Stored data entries
>>>>

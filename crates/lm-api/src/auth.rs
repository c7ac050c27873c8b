//! # Authentication & Authorization Middleware
//!
//! Bearer token middleware with enterprise role-based access control.
//!
//! ## Token Format
//!
//! ```text
//! Bearer {system_role}:{enterprise_uuid}:{secret}
//! Bearer {secret}                                  (operator, all enterprises)
//! ```
//!
//! `system_role` is one of `enterprise_admin`, `enterprise_learner`, or
//! `enterprise_openedx_operator`. The enterprise uuid may be empty only for
//! operators.
//!
//! ## CallerIdentity
//!
//! Every authenticated request gets a [`CallerIdentity`] injected into the
//! request extensions. Handlers extract it via the `FromRequestParts` impl.

use axum::extract::{FromRequestParts, Request};
use axum::http::request::Parts;
use axum::http::{header, StatusCode};
use axum::middleware::Next;
use axum::response::{IntoResponse, Response};
use axum::Json;
use subtle::ConstantTimeEq;

use lm_core::EnterpriseCustomerId;
use lm_state::{RoleAssignment, SystemRole};

use crate::error::{AppError, ErrorBody, ErrorDetail};

// ── CallerIdentity ──────────────────────────────────────────────────────────

/// Identity of the authenticated caller.
#[derive(Debug, Clone, Copy, PartialEq, Eq)]
pub struct CallerIdentity {
    pub role: SystemRole,
    /// Feature role and the enterprise it applies to.
    pub assignment: RoleAssignment,
}

impl CallerIdentity {
    /// All-access identity used for bare-secret tokens and when auth is off.
    pub fn operator() -> Self {
        Self {
            role: SystemRole::EnterpriseOperator,
            assignment: RoleAssignment::operator(),
        }
    }

    pub fn is_operator(&self) -> bool {
        self.role.is_all_access()
    }

    pub fn has_admin_access(&self, enterprise: &EnterpriseCustomerId) -> bool {
        self.assignment.has_admin_access(enterprise)
    }

    pub fn has_learner_or_admin_access(&self, enterprise: &EnterpriseCustomerId) -> bool {
        self.assignment.has_learner_or_admin_access(enterprise)
    }
}

/// Extracts the identity that the auth middleware injected into extensions.
/// Returns 401 if no identity is present.
impl<S: Send + Sync> FromRequestParts<S> for CallerIdentity {
    type Rejection = AppError;

    async fn from_request_parts(parts: &mut Parts, _state: &S) -> Result<Self, Self::Rejection> {
        parts
            .extensions
            .get::<CallerIdentity>()
            .copied()
            .ok_or_else(|| AppError::Unauthorized("no caller identity in request context".into()))
    }
}

/// 403 unless the caller administers `enterprise`.
pub fn require_admin(
    caller: &CallerIdentity,
    enterprise: &EnterpriseCustomerId,
) -> Result<(), AppError> {
    if caller.has_admin_access(enterprise) {
        Ok(())
    } else {
        Err(AppError::Forbidden(format!(
            "admin access to enterprise {enterprise} required"
        )))
    }
}

/// 403 unless the caller is a learner or admin of `enterprise`.
pub fn require_learner_or_admin(
    caller: &CallerIdentity,
    enterprise: &EnterpriseCustomerId,
) -> Result<(), AppError> {
    if caller.has_learner_or_admin_access(enterprise) {
        Ok(())
    } else {
        Err(AppError::Forbidden(format!(
            "learner or admin access to enterprise {enterprise} required"
        )))
    }
}

/// 403 unless the caller is an operator.
pub fn require_operator(caller: &CallerIdentity) -> Result<(), AppError> {
    if caller.is_operator() {
        Ok(())
    } else {
        Err(AppError::Forbidden(format!(
            "role '{}' required, caller has '{}'",
            SystemRole::EnterpriseOperator,
            caller.role
        )))
    }
}

// ── Auth Configuration ──────────────────────────────────────────────────────

/// Auth configuration injected into request extensions.
///
/// Custom `Debug` redacts the token value.
#[derive(Clone)]
pub struct AuthConfig {
    pub token: Option<String>,
}

impl std::fmt::Debug for AuthConfig {
    fn fmt(&self, f: &mut std::fmt::Formatter<'_>) -> std::fmt::Result {
        f.debug_struct("AuthConfig")
            .field("token", &self.token.as_ref().map(|_| "[REDACTED]"))
            .finish()
    }
}

// ── Token Validation ────────────────────────────────────────────────────────

/// Constant-time comparison of bearer secrets. On a length mismatch a dummy
/// comparison still runs.
fn constant_time_token_eq(provided: &str, expected: &str) -> bool {
    let provided = provided.as_bytes();
    let expected = expected.as_bytes();
    if provided.len() != expected.len() {
        let _ = expected.ct_eq(expected);
        return false;
    }
    provided.ct_eq(expected).into()
}

/// Parse a bearer token in format `{role}:{enterprise_uuid}:{secret}` or
/// `{secret}`.
pub fn parse_bearer_token(provided: &str, expected_secret: &str) -> Result<CallerIdentity, String> {
    let parts: Vec<&str> = provided.splitn(3, ':').collect();

    match parts.as_slice() {
        [secret] => {
            if constant_time_token_eq(secret, expected_secret) {
                Ok(CallerIdentity::operator())
            } else {
                Err("invalid bearer token".into())
            }
        }
        [role, enterprise, secret] => {
            if !constant_time_token_eq(secret, expected_secret) {
                return Err("invalid bearer token".into());
            }
            let role: SystemRole = role.parse().map_err(|e| format!("{e}"))?;
            let enterprise = if enterprise.is_empty() {
                None
            } else {
                Some(
                    enterprise
                        .parse::<EnterpriseCustomerId>()
                        .map_err(|e| format!("invalid enterprise uuid: {e}"))?,
                )
            };
            let assignment =
                RoleAssignment::from_system_role(role, enterprise).map_err(|e| format!("{e}"))?;
            Ok(CallerIdentity { role, assignment })
        }
        _ => Err("invalid token format, expected {role}:{enterprise_uuid}:{secret} or {secret}".into()),
    }
}

// ── Middleware ───────────────────────────────────────────────────────────────

/// Validate the Bearer token and inject the caller's identity.
///
/// When `AuthConfig.token` is `None`, every request runs as an operator.
pub async fn auth_middleware(mut request: Request, next: Next) -> Response {
    let expected_token = request.extensions().get::<AuthConfig>().cloned();

    match expected_token {
        Some(AuthConfig {
            token: Some(ref expected),
        }) => {
            let auth_header = request
                .headers()
                .get(header::AUTHORIZATION)
                .and_then(|v| v.to_str().ok());

            match auth_header.map(|value| value.strip_prefix("Bearer ")) {
                Some(Some(provided)) => match parse_bearer_token(provided, expected) {
                    Ok(identity) => {
                        tracing::debug!(role = %identity.role, context = %identity.assignment.context(), "caller authenticated");
                        request.extensions_mut().insert(identity);
                        next.run(request).await
                    }
                    Err(msg) => {
                        tracing::warn!(reason = %msg, "authentication failed: invalid bearer token");
                        unauthorized_response(&msg)
                    }
                },
                Some(None) => {
                    tracing::warn!("authentication failed: non-Bearer authorization scheme");
                    unauthorized_response("authorization header must use Bearer scheme")
                }
                None => {
                    tracing::warn!("authentication failed: missing authorization header");
                    unauthorized_response("missing authorization header")
                }
            }
        }
        _ => {
            request.extensions_mut().insert(CallerIdentity::operator());
            next.run(request).await
        }
    }
}

fn unauthorized_response(message: &str) -> Response {
    let body = ErrorBody {
        error: ErrorDetail {
            code: "UNAUTHORIZED".to_string(),
            message: message.to_string(),
            details: None,
        },
    };
    (StatusCode::UNAUTHORIZED, Json(body)).into_response()
}
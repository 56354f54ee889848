use crate::chat::TextGenerator;
use tracing::warn;

const TRANSLATOR_PERSONA: &str =
    "You are a translation engine. Reply with the translation only, no commentary.";

/// Machine translation over an injected text-generation handle.
///
/// One API call per item, no batching, no retries. A failed item falls back
/// to its original text, so the output always has the input's length and
/// order.
pub struct Translator<G> {
    generator: G,
    target_lang: String,
}

impl<G: TextGenerator> Translator<G> {
    pub fn new(generator: G, target_lang: impl Into<String>) -> Self {
        Self {
            generator,
            target_lang: target_lang.into(),
        }
    }

    pub fn translate_all<T: AsRef<str>>(&self, texts: &[T]) -> Vec<String> {
        texts
            .iter()
            .map(|text| self.translate_one(text.as_ref()))
            .collect()
    }

    fn translate_one(&self, text: &str) -> String {
        let prompt = format!(
            "Translate the following text into {}:\n\n{}",
            self.target_lang, text
        );
        match self.generator.complete(TRANSLATOR_PERSONA, &prompt) {
            Ok(translated) => translated.trim().to_string(),
            Err(e) => {
                warn!(error = %e, "translation failed, keeping original text");
                text.to_string()
            }
        }
    }
}
use crate::error::{DiaryError, Result};
use std::env;
use std::path::{Path, PathBuf};

/// Files every scorer model directory must contain.
pub const SCORER_FILES: &[&str] = &["model.onnx", "tokenizer.json", "scorer_config.json"];

/// Default directory where scorer model files are cached for a given model ID.
#[must_use]
pub fn default_model_dir(model_id: &str) -> PathBuf {
    let base_folder = env::home_dir().map_or_else(
        || Path::new(".photo_diary_cache").to_owned(),
        |p| p.join(".cache/photo_diary"),
    );
    base_folder.join(model_id)
}

/// Verify that a scorer model directory exists and contains the right files.
pub fn verify_model_dir(model_dir: &Path) -> Result<()> {
    if !model_dir.exists() {
        return Err(DiaryError::ModelFolderNotFound(model_dir.to_owned()));
    }

    for file in SCORER_FILES {
        let path = model_dir.join(file);
        if !path.is_file() {
            return Err(DiaryError::MissingModelFile {
                model_dir: model_dir.to_owned(),
                file: (*file).to_string(),
            });
        }
    }

    Ok(())
}

#[cfg(test)]
mod tests {
    use super::*;

    #[test]
    fn missing_dir_is_reported() {
        let err = verify_model_dir(Path::new("/no/such/model")).unwrap_err();
        assert!(matches!(err, DiaryError::ModelFolderNotFound(_)));
    }

    #[test]
    fn incomplete_dir_names_the_missing_file() {
        let dir = tempfile::tempdir().unwrap();
        std::fs::write(dir.path().join("model.onnx"), b"").unwrap();
        let err = verify_model_dir(dir.path()).unwrap_err();
        match err {
            DiaryError::MissingModelFile { file, .. } => assert_eq!(file, "tokenizer.json"),
            other => panic!("unexpected error: {other}"),
        }
    }
}
use crate::config::ChatConfig;
use crate::error::{DiaryError, Result};
use reqwest::blocking::Client;
use serde::{Deserialize, Serialize};
use std::time::Duration;
use tracing::debug;

/// A handle that can turn a (system, user) prompt pair into generated text.
///
/// `ChatClient` is the production implementation; tests inject stubs.
pub trait TextGenerator {
    fn complete(&self, system: &str, user: &str) -> Result<String>;
}

impl<T: TextGenerator + ?Sized> TextGenerator for &T {
    fn complete(&self, system: &str, user: &str) -> Result<String> {
        (**self).complete(system, user)
    }
}

/// Blocking client for an OpenAI-style chat-completions endpoint.
pub struct ChatClient {
    client: Client,
    config: ChatConfig,
}

impl ChatClient {
    pub fn new(config: ChatConfig) -> Result<Self> {
        let client = Client::builder()
            .timeout(Duration::from_secs(config.timeout_secs))
            .build()?;
        Ok(Self { client, config })
    }

    /// Text-plus-images completion. Each image is an already-encoded data URI
    /// (or a plain URL) attached after the text part.
    pub fn complete_with_images(
        &self,
        system: &str,
        text: &str,
        image_urls: &[String],
    ) -> Result<String> {
        let mut parts = vec![Part::Text { text }];
        parts.extend(image_urls.iter().map(|url| Part::ImageUrl {
            image_url: ImageUrl { url: url.clone() },
        }));
        self.post(vec![
            Message {
                role: "system",
                content: Content::Text(system),
            },
            Message {
                role: "user",
                content: Content::Parts(parts),
            },
        ])
    }

    fn post(&self, messages: Vec<Message<'_>>) -> Result<String> {
        let url = format!(
            "{}/chat/completions",
            self.config.base_url.trim_end_matches('/')
        );
        let request = ChatRequest {
            model: &self.config.model,
            messages,
            temperature: self.config.temperature,
            max_tokens: self.config.max_tokens,
        };

        debug!(%url, model = %self.config.model, "sending chat completion request");
        let response = self
            .client
            .post(&url)
            .bearer_auth(&self.config.api_key)
            .json(&request)
            .send()?;

        let status = response.status();
        if !status.is_success() {
            let body = response.text().unwrap_or_default();
            return Err(DiaryError::Chat(format!(
                "{url} returned {status}: {body}"
            )));
        }

        let body: ChatResponse = response.json()?;
        body.choices
            .into_iter()
            .next()
            .map(|c| c.message.content)
            .ok_or_else(|| DiaryError::Chat("response contained no choices".into()))
    }
}

impl TextGenerator for ChatClient {
    fn complete(&self, system: &str, user: &str) -> Result<String> {
        self.post(vec![
            Message {
                role: "system",
                content: Content::Text(system),
            },
            Message {
                role: "user",
                content: Content::Text(user),
            },
        ])
    }
}

#[derive(Serialize)]
struct ChatRequest<'a> {
    model: &'a str,
    messages: Vec<Message<'a>>,
    temperature: f32,
    max_tokens: u32,
}

#[derive(Serialize)]
struct Message<'a> {
    role: &'a str,
    content: Content<'a>,
}

#[derive(Serialize)]
#[serde(untagged)]
enum Content<'a> {
    Text(&'a str),
    Parts(Vec<Part<'a>>),
}

#[derive(Serialize)]
#[serde(tag = "type")]
enum Part<'a> {
    #[serde(rename = "text")]
    Text { text: &'a str },
    #[serde(rename = "image_url")]
    ImageUrl { image_url: ImageUrl },
}

#[derive(Serialize)]
struct ImageUrl {
    url: String,
}

#[derive(Deserialize)]
struct ChatResponse {
    choices: Vec<Choice>,
}

#[derive(Deserialize)]
struct Choice {
    message: ResponseMessage,
}

#[derive(Deserialize)]
struct ResponseMessage {
    content: String,
}

#[cfg(test)]
mod tests {
    use super::*;

    #[test]
    fn text_message_serializes_as_plain_string() {
        let msg = Message {
            role: "user",
            content: Content::Text("hello"),
        };
        let json = serde_json::to_value(&msg).unwrap();
        assert_eq!(json["content"], "hello");
    }

    #[test]
    fn image_part_serializes_with_tagged_type() {
        let part = Part::ImageUrl {
            image_url: ImageUrl {
                url: "data:image/jpeg;base64,abc".to_string(),
            },
        };
        let json = serde_json::to_value(&part).unwrap();
        assert_eq!(json["type"], "image_url");
        assert_eq!(json["image_url"]["url"], "data:image/jpeg;base64,abc");
    }
}
use crate::chat::ChatClient;
use crate::error::Result;
use base64::engine::general_purpose::STANDARD;
use base64::Engine as _;
use image::ImageFormat;
use rayon::prelude::*;
use std::io::Cursor;
use std::path::{Path, PathBuf};
use tracing::debug;

const CAPTIONER_PERSONA: &str =
    "You describe the content of photographs in one short, factual sentence.";
const CAPTION_INSTRUCTION: &str =
    "Write a one-sentence caption describing what is happening in this photo.";

/// Re-encode an image as RGB JPEG and wrap it in a base64 data URI suitable
/// for the chat API's `image_url` content part.
pub fn image_data_uri(path: &Path) -> Result<String> {
    let rgb = image::open(path)?.to_rgb8();
    let mut buffer = Cursor::new(Vec::new());
    rgb.write_to(&mut buffer, ImageFormat::Jpeg)?;
    Ok(format!(
        "data:image/jpeg;base64,{}",
        STANDARD.encode(buffer.into_inner())
    ))
}

/// Caption each image via the vision-capable chat model, one call per image,
/// preserving order. Any failure aborts the run; captioning has no fallback
/// text.
pub fn caption_images(client: &ChatClient, paths: &[PathBuf]) -> Result<Vec<String>> {
    // Decoding and re-encoding is the expensive local step, so do it for the
    // whole batch up front.
    let uris = paths
        .par_iter()
        .map(|path| image_data_uri(path))
        .collect::<Result<Vec<_>>>()?;

    let mut captions = Vec::with_capacity(uris.len());
    for (path, uri) in paths.iter().zip(uris) {
        debug!(image = %path.display(), "requesting caption");
        let caption = client.complete_with_images(
            CAPTIONER_PERSONA,
            CAPTION_INSTRUCTION,
            std::slice::from_ref(&uri),
        )?;
        captions.push(caption.trim().to_string());
    }
    Ok(captions)
}

#[cfg(test)]
mod tests {
    use super::*;
    use image::RgbImage;

    #[test]
    fn data_uri_has_jpeg_prefix() {
        let dir = tempfile::tempdir().unwrap();
        let path = dir.path().join("tiny.png");
        RgbImage::new(2, 2).save(&path).unwrap();

        let uri = image_data_uri(&path).unwrap();
        assert!(uri.starts_with("data:image/jpeg;base64,"));
        // JPEG magic bytes survive the round trip.
        let payload = STANDARD
            .decode(uri.trim_start_matches("data:image/jpeg;base64,"))
            .unwrap();
        assert_eq!(&payload[..2], &[0xFF, 0xD8]);
    }

    #[test]
    fn unreadable_image_is_an_error() {
        assert!(image_data_uri(Path::new("/no/such/photo.jpg")).is_err());
    }
}
use std::path::PathBuf;
use thiserror::Error;

#[derive(Error, Debug)]
pub enum DiaryError {
    #[error("IO error: {0}")]
    Io(#[from] std::io::Error),
    #[error("JSON error: {0}")]
    Json(#[from] serde_json::Error),
    #[error("ONNX error: {0}")]
    Onnx(#[from] ort::Error),
    #[error("Image error: {0}")]
    Image(#[from] image::ImageError),
    #[error("HTTP error: {0}")]
    Http(#[from] reqwest::Error),
    #[error("CSV error: {0}")]
    Csv(#[from] csv::Error),
    #[error("Tokenization error: {0}")]
    Tokenizer(String),
    #[error("Configuration error: {0}")]
    Config(String),
    #[error("Inference error: {0}")]
    Inference(String),
    #[error("Chat API error: {0}")]
    Chat(String),
    #[error("Corpus file not found: {}", .0.display())]
    CorpusNotFound(PathBuf),
    #[error("Scorer model folder not found: {}", .0.display())]
    ModelFolderNotFound(PathBuf),
    #[error("Missing scorer model file '{file}' in {}", .model_dir.display())]
    MissingModelFile { model_dir: PathBuf, file: String },
    #[error("Cannot average an empty set of {0} values")]
    EmptyAggregate(&'static str),
}

impl From<ort::Error<ort::session::builder::SessionBuilder>> for DiaryError {
    fn from(e: ort::Error<ort::session::builder::SessionBuilder>) -> Self {
        DiaryError::Onnx(e.into())
    }
}

pub type Result<T> = std::result::Result<T, DiaryError>;
//! Wire protocol for the Watson framed-message dialect.
//!
//! ## Frame format
//!
//! ```text
//! +---------------------+----------+------------------------+
//! | UTF-8 JSON header   | \r\n\r\n | payload (`len` bytes)  |
//! +---------------------+----------+------------------------+
//! ```
//!
//! The header is a single JSON object terminated by the literal
//! four-byte sequence CR LF CR LF; the payload of the declared length
//! follows with no intervening bytes. JSON string escaping guarantees
//! the terminator cannot occur inside the header itself. Receivers
//! ignore unknown header fields so additive changes stay compatible.

pub mod codec;
pub mod message;

pub use codec::{encode_header, read_frame, read_header, write_frame};
pub use message::{Message, Status};

/// Four-byte sequence separating the header from the payload.
pub const TERMINATOR: [u8; 4] = *b"\r\n\r\n";

/// Upper bound on header size (64 KiB). The dialect mandates no cap, but
/// an unbounded header would let a hostile peer grow the scan buffer
/// without limit.
pub const MAX_HEADER_SIZE: usize = 64 * 1024;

<<<<

Your objective:
Search the records for the string "FromRequestParts" and report each line that has it.

Result:
//! request extensions. Handlers extract it via the `FromRequestParts` impl.
use axum::extract::{FromRequestParts, Request};
impl<S: Send + Sync> FromRequestParts<S> for CallerIdentity {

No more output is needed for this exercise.